Things have improved over the last 25 years, in part thanks to Medical Students for Choice (MSFC), a nonprofit founded in 1993 that advocates for better clinical exposure to abortion and reproductive health care for medical students. The organization now has more than 220 chapters in 23 countries. MSFC and programs like the Ryan Residency, which helps establish family planning curricula for OB/GYN residencies, have helped make abortion training more accessible. There's also the University of California, San Francisco's Fellowship in Family Planning, which provides two years of specialized training in abortion and contraception after a physician completes their residency. (Boos just finished the fellowship.) Some states also allow nurse practitioners, physician assistants, and certified nurse midwives to provide abortions, though many only allow them to provide medication abortions.

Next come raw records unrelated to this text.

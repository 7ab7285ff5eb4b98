//! Route modules for Catalog PDF Server

pub mod catalog;
pub mod health;

use axum::{extract::DefaultBodyLimit, Router};
use tower_http::limit::RequestBodyLimitLayer;

use crate::state::AppState;

/// Application router with every route and the request body limit
pub fn app(state: AppState) -> Router {
    let max_body_bytes = state.config().catalog.max_body_bytes;

    Router::new()
        .merge(health::router())
        .merge(catalog::router())
        .layer(DefaultBodyLimit::disable())
        .layer(RequestBodyLimitLayer::new(max_body_bytes))
        .with_state(state)
}

#[cfg(test)]
mod tests {
    use super::*;
    use std::sync::Arc;

    use axum::body::{to_bytes, Body};
    use axum::http::{Method, Request, StatusCode};
    use tower::ServiceExt;

    use crate::config::Config;
    use crate::images::{HttpFetcher, ImageResolver};

    fn test_app() -> Router {
        let config = Config::default();
        let fetcher = HttpFetcher::new(
            std::time::Duration::from_secs(1),
            config.catalog.image_max_bytes,
        )
        .unwrap();
        let resolver = ImageResolver::new(Arc::new(fetcher), std::env::temp_dir());
        app(AppState::with_resolver(config, resolver))
    }

    #[tokio::test]
    async fn test_health_route() {
        let response = test_app()
            .oneshot(Request::builder().uri("/health").body(Body::empty()).unwrap())
            .await
            .unwrap();
        assert_eq!(response.status(), StatusCode::OK);

        let body = to_bytes(response.into_body(), usize::MAX).await.unwrap();
        let json: serde_json::Value = serde_json::from_slice(&body).unwrap();
        assert_eq!(json["status"], "healthy");
    }

    #[tokio::test]
    async fn test_get_on_generate_not_allowed() {
        let response = test_app()
            .oneshot(
                Request::builder()
                    .method(Method::GET)
                    .uri("/generate-catalog-pdf/")
                    .body(Body::empty())
                    .unwrap(),
            )
            .await
            .unwrap();
        assert_eq!(response.status(), StatusCode::METHOD_NOT_ALLOWED);
    }

    #[tokio::test]
    async fn test_missing_name_is_unprocessable() {
        let response = test_app()
            .oneshot(
                Request::builder()
                    .method(Method::POST)
                    .uri("/generate-catalog-pdf/")
                    .header("content-type", "application/json")
                    .body(Body::from(r#"{"hs_code": "0901.11.00"}"#))
                    .unwrap(),
            )
            .await
            .unwrap();
        assert_eq!(response.status(), StatusCode::UNPROCESSABLE_ENTITY);
    }
}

Though access to training has improved for medical students, Lois Backus, the executive director of MSFC, says that students at certain schools often have to be "stealthy" in seeking it out. She describes the medical education institution as "slow to change and resistant to controversy." She says students who are overt in their advocacy for better training or support for local abortion providers can face consequences. MSFC has had members who weren't placed in a residency program "because their deans described them as controversial people or people who didn't toe the line and play well with others," Backus says. "It's really important for a medical student within this larger conservative culture to be very cognizant of the damage [seeking out abortion training] can do to their futures."

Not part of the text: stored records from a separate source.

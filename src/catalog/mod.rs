//! Product catalog documents
//!
//! - `types`: request and validated entry types
//! - `validate`: JSON body → [`ProductCatalogEntry`]
//! - `builder`: entry + resolved images → PDF bytes
//! - `decorator`: per-page company header and footer
//! - `samples`: fixture products

mod builder;
mod decorator;
pub mod samples;
mod types;
mod validate;

pub use builder::{BuilderOptions, CatalogBuilder};
pub use decorator::{contact_line, decorate_page, footer_identity, CATALOG_CAPTION};
pub use types::{
    CatalogRequest, CompanyInfo, ImageRef, ImageSizing, InvalidImageSizing, ProductCatalogEntry,
    TextContent, DEFAULT_IMAGE_HEIGHT, DEFAULT_IMAGE_WIDTH, FIXED_IMAGE_HEIGHT, FIXED_IMAGE_WIDTH,
};
pub use validate::{parse_entry, ValidationError};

Providing abortion services is unfortunately very different than practicing any other kind of medicine.

Once physicians have completed their residencies and any other training, they have to find a job as an abortion provider. The demand for abortion services most often goes unmet in states with more abortion restrictions and fewer providers. Those states are also the ones where physicians could face more harassment or even violence for providing abortions.

None of the providers Bustle spoke to say they are afraid of violence, but all say they think about it often or have taken precautions to protect themselves. Goodrick says that in 2009, after Arizona passed an omnibus measure that included multiple abortion restrictions, more providers disappeared. People started protesting outside of the clinic, so she had to increase security. "It just started to feel more not like a regular office," she says. The clinic has cameras, a secure front door, and a check-in window with glass that's 1-inch thick.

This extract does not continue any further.